• [Your assignment]: Count the lines below that hold the word "CommandRegistry" and say how many, with no other text.
Segment Start: Extracted material
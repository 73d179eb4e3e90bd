//! A tiny interactive shell.
//!
//! Each line read from the user is split on whitespace, and the first word is
//! looked up in a fixed table of built-in commands (`cdir`, `help`, `ext`,
//! `cwd`, `list`). Anything else is started as an external program and waited
//! for before the next prompt.
//!
//! The main entry point is [`Interpreter`], which owns the [`CommandRegistry`]
//! and the session [`Environment`]. Lines come from a [`LineSource`] and command
//! output goes to any [`Stdout`](command::Stdout) sink, so the whole loop can be
//! driven from memory as well as from a terminal.

mod builtin;
pub mod command;
pub mod config;
pub mod env;
pub mod error;
mod external;
mod interpreter;
pub mod io_adapters;
pub mod lexer;
pub mod reader;
mod registry;
#[cfg(test)]
mod test_support;

pub use command::{Flow, Outcome};
pub use config::ShellConfig;
pub use env::Environment;
pub use error::ShellError;
pub use interpreter::Interpreter;
pub use reader::{EditorSource, LineSource, PlainSource};
pub use registry::CommandRegistry;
Segment End: Extracted material
• [Exercise response]: 2